*Task brief:*
Within the records below, filter for lines carrying the word "false" and copy them.

(Collected data)
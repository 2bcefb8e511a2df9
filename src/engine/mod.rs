use std::path::PathBuf;

use anyhow::Result;
use tracing::{debug, info};

use crate::{
    rng::{RngManager, SystemRng},
    scenario::{Scenario, SimulationParams},
    snapshot::SnapshotWriter,
    stats::{StatsAggregator, StatsSnapshot},
    systems::{LifecycleSystem, ReplenishmentSystem},
    world::World,
};

const INIT_STREAM: &str = "init";

pub struct EngineSettings {
    pub scenario_name: String,
    pub seed: u64,
    pub capacity: usize,
    /// Real seconds fed to each step by [`Engine::run`].
    pub frame_seconds: f64,
    pub stats_interval_seconds: f64,
    pub snapshot_interval_steps: u64,
    pub snapshot_dir: PathBuf,
}

impl EngineSettings {
    pub fn from_scenario(scenario: &Scenario) -> Self {
        Self {
            scenario_name: scenario.name.clone(),
            seed: scenario.seed,
            capacity: scenario.capacity,
            frame_seconds: scenario.frame_seconds,
            stats_interval_seconds: scenario.stats_interval_seconds,
            snapshot_interval_steps: scenario.snapshot_interval_steps,
            snapshot_dir: PathBuf::from("snapshots"),
        }
    }

    pub fn with_snapshot_dir(mut self, dir: impl Into<PathBuf>) -> Self {
        self.snapshot_dir = dir.into();
        self
    }
}

pub struct EngineBuilder {
    settings: EngineSettings,
    params: SimulationParams,
    systems: Vec<Box<dyn System>>,
}

impl EngineBuilder {
    pub fn new(settings: EngineSettings, params: SimulationParams) -> Self {
        Self {
            settings,
            params,
            systems: Vec::new(),
        }
    }

    /// Builder preloaded with the lifecycle pass followed by replenishment.
    pub fn from_scenario(scenario: &Scenario) -> Self {
        Self::new(EngineSettings::from_scenario(scenario), scenario.params.clone())
            .with_system(LifecycleSystem::new())
            .with_system(ReplenishmentSystem::new())
    }

    pub fn with_snapshot_dir(mut self, dir: impl Into<PathBuf>) -> Self {
        self.settings.snapshot_dir = dir.into();
        self
    }

    pub fn with_system(mut self, system: impl System + 'static) -> Self {
        self.systems.push(Box::new(system));
        self
    }

    pub fn push_system(&mut self, system: impl System + 'static) {
        self.systems.push(Box::new(system));
    }

    pub fn build(self) -> Engine {
        let mut rng = RngManager::new(self.settings.seed);
        let mut world = World::new(self.params, self.settings.capacity);
        world.reset(&mut rng.stream(INIT_STREAM));
        Engine {
            world,
            rng,
            systems: self.systems,
            aggregator: StatsAggregator::new(),
            snapshot_writer: SnapshotWriter::new(
                &self.settings.snapshot_dir,
                self.settings.snapshot_interval_steps,
            ),
            settings: self.settings,
            paused: false,
            stats_timer: 0.0,
        }
    }
}

/// Outcome of a single step.
#[derive(Clone, Debug)]
pub struct StepReport {
    pub step: u64,
    pub delta_seconds: f64,
    pub step_years: f64,
    pub elapsed_years: f64,
    pub population: usize,
    pub snapshot_path: Option<PathBuf>,
}

pub struct Engine {
    world: World,
    rng: RngManager,
    systems: Vec<Box<dyn System>>,
    aggregator: StatsAggregator,
    snapshot_writer: SnapshotWriter,
    settings: EngineSettings,
    paused: bool,
    stats_timer: f64,
}

impl Engine {
    /// Advances the simulation by one step of `delta_seconds` real time,
    /// running every system in registration order.
    pub fn step(&mut self, delta_seconds: f64) -> Result<StepReport> {
        let delta_seconds = if delta_seconds.is_finite() && delta_seconds > 0.0 {
            delta_seconds
        } else {
            0.0
        };
        let step_years = self.world.advance_clock(delta_seconds);
        let ctx = SystemContext {
            step: self.world.step(),
            delta_seconds,
            step_years,
            params: self.world.params().clone(),
        };
        for system in &mut self.systems {
            let mut rng_stream = self.rng.stream(system.name());
            system.run(&ctx, &mut self.world, &mut rng_stream)?;
        }

        let snapshot_path = if self.snapshot_writer.is_due(ctx.step) {
            let stats = self.current_stats();
            self.snapshot_writer.maybe_write(
                ctx.step,
                &self.settings.scenario_name,
                &stats,
                self.world.params(),
            )?
        } else {
            None
        };

        debug!(
            step = ctx.step,
            step_years,
            elapsed_years = self.world.elapsed_years(),
            population = self.world.population().len(),
            "step complete"
        );

        Ok(StepReport {
            step: ctx.step,
            delta_seconds,
            step_years,
            elapsed_years: self.world.elapsed_years(),
            population: self.world.population().len(),
            snapshot_path,
        })
    }

    /// One driver frame: steps unless paused, and hands back a stats snapshot
    /// whenever the throttle interval has elapsed.
    pub fn frame(&mut self, delta_seconds: f64) -> Result<Option<StatsSnapshot>> {
        if self.paused {
            return Ok(None);
        }
        self.step(delta_seconds)?;
        if delta_seconds.is_finite() && delta_seconds > 0.0 {
            self.stats_timer += delta_seconds;
        }
        if self.stats_timer > self.settings.stats_interval_seconds {
            self.stats_timer = 0.0;
            return Ok(Some(self.current_stats()));
        }
        Ok(None)
    }

    /// Runs `frames` frames of the configured frame length.
    pub fn run(&mut self, frames: u64) -> Result<()> {
        self.run_with_hook(frames, |_, _| {})
    }

    /// Like [`run`](Self::run), calling `hook` with every throttled snapshot.
    pub fn run_with_hook<F>(&mut self, frames: u64, mut hook: F) -> Result<()>
    where
        F: FnMut(StatsSnapshot, &World),
    {
        for _ in 0..frames {
            if let Some(stats) = self.frame(self.settings.frame_seconds)? {
                hook(stats, &self.world);
            }
        }
        Ok(())
    }

    /// Aggregates the live population, latching the minority crossover if
    /// this is the first time it shows.
    pub fn current_stats(&mut self) -> StatsSnapshot {
        self.aggregator
            .aggregate(self.world.population(), self.world.elapsed_years())
    }

    /// Read-only variant of [`current_stats`](Self::current_stats).
    pub fn peek_stats(&self) -> StatsSnapshot {
        self.aggregator
            .snapshot(self.world.population(), self.world.elapsed_years())
    }

    /// Throws away the population, clock and crossover marker and seeds a new
    /// run from the current parameters.
    pub fn reset(&mut self) {
        self.world.reset(&mut self.rng.stream(INIT_STREAM));
        self.aggregator.reset();
        self.stats_timer = 0.0;
        info!(scenario = %self.settings.scenario_name, "simulation reset");
    }

    pub fn set_paused(&mut self, paused: bool) {
        self.paused = paused;
    }

    pub fn is_paused(&self) -> bool {
        self.paused
    }

    pub fn params(&self) -> &SimulationParams {
        self.world.params()
    }

    /// Changes apply from the next step on.
    pub fn params_mut(&mut self) -> &mut SimulationParams {
        self.world.params_mut()
    }

    pub fn set_params(&mut self, params: SimulationParams) {
        *self.world.params_mut() = params;
    }

    pub fn current_step(&self) -> u64 {
        self.world.step()
    }

    pub fn scenario_name(&self) -> &str {
        &self.settings.scenario_name
    }

    pub fn settings(&self) -> &EngineSettings {
        &self.settings
    }

    pub fn world(&self) -> &World {
        &self.world
    }
}

pub struct SystemContext {
    pub step: u64,
    pub delta_seconds: f64,
    pub step_years: f64,
    pub params: SimulationParams,
}

pub trait System: Send {
    fn name(&self) -> &str;
    fn run(
        &mut self,
        ctx: &SystemContext,
        world: &mut World,
        rng: &mut SystemRng<'_>,
    ) -> Result<()>;
}
use anyhow::Result;
use rand::Rng;
use tracing::debug;

use crate::{
    engine::{System, SystemContext},
    rng::SystemRng,
    scenario::SimulationParams,
    world::{Agent, Group, World, INSIDE_MIN_X},
};

/// Scale units per real second for both fade-in and fade-out.
pub const ANIMATION_RATE: f64 = 2.0;
pub const FERTILE_AGE_MIN: f64 = 18.0;
pub const FERTILE_AGE_MAX: f64 = 50.0;
/// Span over which a couple's TFR is spread.
pub const REPRODUCTIVE_YEARS: f64 = 30.0;

const LEGAL_ENTRY_OFFSET: f64 = 1.0;
const ILLEGAL_ENTRY_SPREAD: f64 = 5.0;

/// Per-step probabilities. Deliberately unclamped: anything >= 1 always
/// succeeds against a draw in `[0, 1)` and anything <= 0 never does.
#[derive(Debug, Clone, Copy)]
struct StepOdds {
    birth_native: f64,
    birth_legal: f64,
    birth_illegal: f64,
    legal_entry: f64,
    illegal_entry: f64,
}

impl StepOdds {
    fn new(params: &SimulationParams, step_years: f64) -> Self {
        let birth = |tfr: f64| tfr / 2.0 / REPRODUCTIVE_YEARS * step_years;
        Self {
            birth_native: birth(params.tfr_native),
            birth_legal: birth(params.tfr_legal),
            birth_illegal: birth(params.tfr_illegal),
            legal_entry: params.legal_acceptance_rate / 100.0 * step_years,
            illegal_entry: params.illegal_success_rate / 100.0 * step_years,
        }
    }

    fn birth(&self, group: Group) -> Option<f64> {
        match group {
            Group::Native => Some(self.birth_native),
            Group::LegalImmigrant => Some(self.birth_legal),
            Group::IllegalImmigrant => Some(self.birth_illegal),
            Group::Outsider => None,
        }
    }
}

/// Advances every agent through animation, movement, aging, birth and
/// immigration, in that order.
pub struct LifecycleSystem;

impl LifecycleSystem {
    pub fn new() -> Self {
        Self
    }
}

impl Default for LifecycleSystem {
    fn default() -> Self {
        Self::new()
    }
}

impl System for LifecycleSystem {
    fn name(&self) -> &str {
        "lifecycle"
    }

    fn run(
        &mut self,
        ctx: &SystemContext,
        world: &mut World,
        rng: &mut SystemRng<'_>,
    ) -> Result<()> {
        let odds = StepOdds::new(&ctx.params, ctx.step_years);
        let population = world.population_mut();
        let capacity = population.capacity();
        let agents = population.take_agents();
        let start_len = agents.len();

        let mut next = Vec::with_capacity(start_len);
        let mut newborns = Vec::new();
        let mut despawned = 0usize;
        let mut admitted = 0usize;
        let mut births_blocked = false;

        for mut agent in agents {
            if !animate(&mut agent, ctx.delta_seconds) {
                despawned += 1;
                continue;
            }
            move_within_region(&mut agent, ctx.delta_seconds);
            grow_older(&mut agent, ctx.step_years);

            if agent.is_active() && is_fertile(agent.age) {
                if start_len + newborns.len() < capacity {
                    if let Some(p) = odds.birth(agent.group) {
                        if bernoulli(rng, p) {
                            let id = population.allocate_id();
                            newborns.push(Agent::newborn(id, &agent, rng));
                        }
                    }
                } else {
                    births_blocked = true;
                }
            }

            if agent.is_active()
                && agent.group == Group::Outsider
                && try_admit(&mut agent, &odds, rng)
            {
                admitted += 1;
            }

            next.push(agent);
        }

        let births = newborns.len();
        population.restore_agents(next);
        population.extend(newborns);
        if births_blocked {
            population.mark_saturated();
        }

        debug!(
            step = ctx.step,
            births,
            admitted,
            despawned,
            population = population.len(),
            "lifecycle pass complete"
        );
        Ok(())
    }
}

/// Fades the agent in or out. Returns false once a dying agent has fully
/// disappeared and should be dropped.
fn animate(agent: &mut Agent, delta_seconds: f64) -> bool {
    let change = ANIMATION_RATE * delta_seconds;
    if agent.dying {
        agent.visual_scale -= change;
        if agent.visual_scale <= 0.0 {
            return false;
        }
    } else if agent.visual_scale < 1.0 {
        agent.visual_scale = (agent.visual_scale + change).min(1.0);
    }
    true
}

fn move_within_region(agent: &mut Agent, delta_seconds: f64) {
    let region = agent.group.region();
    let (x, vx) = reflect(
        agent.x + agent.vx * delta_seconds,
        agent.vx,
        region.min_x,
        region.max_x,
    );
    let (z, vz) = reflect(
        agent.z + agent.vz * delta_seconds,
        agent.vz,
        region.min_z,
        region.max_z,
    );
    agent.x = x;
    agent.z = z;
    agent.vx = vx;
    agent.vz = vz;
}

/// Clamps a coordinate into `[min, max]`, flipping the velocity if it left.
fn reflect(position: f64, velocity: f64, min: f64, max: f64) -> (f64, f64) {
    if position < min || position > max {
        (position.clamp(min, max), -velocity)
    } else {
        (position, velocity)
    }
}

fn grow_older(agent: &mut Agent, step_years: f64) {
    if agent.dying {
        return;
    }
    agent.age += step_years;
    if agent.age >= agent.lifespan {
        agent.dying = true;
    }
}

fn is_fertile(age: f64) -> bool {
    (FERTILE_AGE_MIN..FERTILE_AGE_MAX).contains(&age)
}

/// Legal admission is tried first; the illegal route only gets a draw when
/// the legal one failed.
fn try_admit<R: Rng + ?Sized>(agent: &mut Agent, odds: &StepOdds, rng: &mut R) -> bool {
    if bernoulli(rng, odds.legal_entry) {
        agent.group = Group::LegalImmigrant;
        agent.x = INSIDE_MIN_X + LEGAL_ENTRY_OFFSET;
        true
    } else if bernoulli(rng, odds.illegal_entry) {
        agent.group = Group::IllegalImmigrant;
        agent.x = INSIDE_MIN_X + rng.gen::<f64>() * ILLEGAL_ENTRY_SPREAD;
        true
    } else {
        false
    }
}

fn bernoulli<R: Rng + ?Sized>(rng: &mut R, probability: f64) -> bool {
    rng.gen::<f64>() < probability
}
use anyhow::Result;
use tracing::debug;

use crate::{
    engine::{System, SystemContext},
    rng::SystemRng,
    world::{Agent, Group, World},
};

/// Tops the outsider pool back up to `initial_outsiders` after each step.
///
/// Only non-dying outsiders count toward the target, while dying ones keep
/// holding a slot until their fade-out ends. Close to the ceiling this lets
/// the pool overshoot its target for a few steps.
pub struct ReplenishmentSystem;

impl ReplenishmentSystem {
    pub fn new() -> Self {
        Self
    }
}

impl Default for ReplenishmentSystem {
    fn default() -> Self {
        Self::new()
    }
}

impl System for ReplenishmentSystem {
    fn name(&self) -> &str {
        "replenishment"
    }

    fn run(
        &mut self,
        ctx: &SystemContext,
        world: &mut World,
        rng: &mut SystemRng<'_>,
    ) -> Result<()> {
        let target = ctx.params.initial_outsiders;
        let population = world.population_mut();
        let active = population.count_active(Group::Outsider);
        let deficit = target.saturating_sub(active);
        if deficit == 0 {
            return Ok(());
        }

        let spawned = deficit.min(population.spare_capacity());
        for _ in 0..spawned {
            let id = population.allocate_id();
            population.insert(Agent::replenished(id, rng));
        }
        if spawned < deficit {
            population.mark_saturated();
        }

        debug!(
            step = ctx.step,
            target,
            active,
            spawned,
            "outsider pool replenished"
        );
        Ok(())
    }
}

#[cfg(test)]
mod tests {
    use super::*;
    use crate::{rng::RngManager, scenario::SimulationParams};

    fn params(outsiders: usize) -> SimulationParams {
        SimulationParams {
            initial_natives: 0,
            initial_outsiders: outsiders,
            ..SimulationParams::default()
        }
    }

    fn context(params: SimulationParams) -> SystemContext {
        SystemContext {
            step: 1,
            delta_seconds: 0.1,
            step_years: 0.1,
            params,
        }
    }

    fn run(world: &mut World, ctx: &SystemContext, rng: &mut RngManager) {
        ReplenishmentSystem::new()
            .run(ctx, world, &mut rng.stream("replenishment"))
            .unwrap();
    }

    #[test]
    fn fills_the_pool_to_target_with_fading_in_agents() {
        let params = params(25);
        let mut world = World::new(params.clone(), 100);
        let mut rng = RngManager::new(1);
        run(&mut world, &context(params), &mut rng);

        let population = world.population();
        assert_eq!(population.count_active(Group::Outsider), 25);
        assert!(population.iter().all(|agent| agent.visual_scale == 0.0));
    }

    #[test]
    fn stops_at_capacity() {
        let params = params(50);
        let mut world = World::new(params.clone(), 20);
        let mut rng = RngManager::new(2);
        run(&mut world, &context(params), &mut rng);
        assert_eq!(world.population().len(), 20);
    }

    #[test]
    fn dying_outsiders_do_not_count_toward_target() {
        let params = params(10);
        let mut world = World::new(params.clone(), 100);
        let mut rng = RngManager::new(3);
        world.reset(&mut rng.stream("init"));
        let population = world.population_mut();
        let mut agents = population.take_agents();
        for agent in agents.iter_mut().take(4) {
            agent.dying = true;
        }
        population.restore_agents(agents);

        run(&mut world, &context(params), &mut rng);
        let population = world.population();
        assert_eq!(population.count_active(Group::Outsider), 10);
        // The four fading agents still hold their slots.
        assert_eq!(population.len(), 14);
    }

    #[test]
    fn surplus_outsiders_are_left_alone() {
        let mut world = World::new(params(10), 100);
        let mut rng = RngManager::new(4);
        world.reset(&mut rng.stream("init"));
        run(&mut world, &context(params(3)), &mut rng);
        assert_eq!(world.population().len(), 10);
    }
}
mod lifecycle;
mod replenishment;

pub use lifecycle::{
    LifecycleSystem, ANIMATION_RATE, FERTILE_AGE_MAX, FERTILE_AGE_MIN, REPRODUCTIVE_YEARS,
};
pub use replenishment::ReplenishmentSystem;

*Response area:*
            paused: false,
        let mut births_blocked = false;
/// Fades the agent in or out. Returns false once a dying agent has fully
            return false;
        false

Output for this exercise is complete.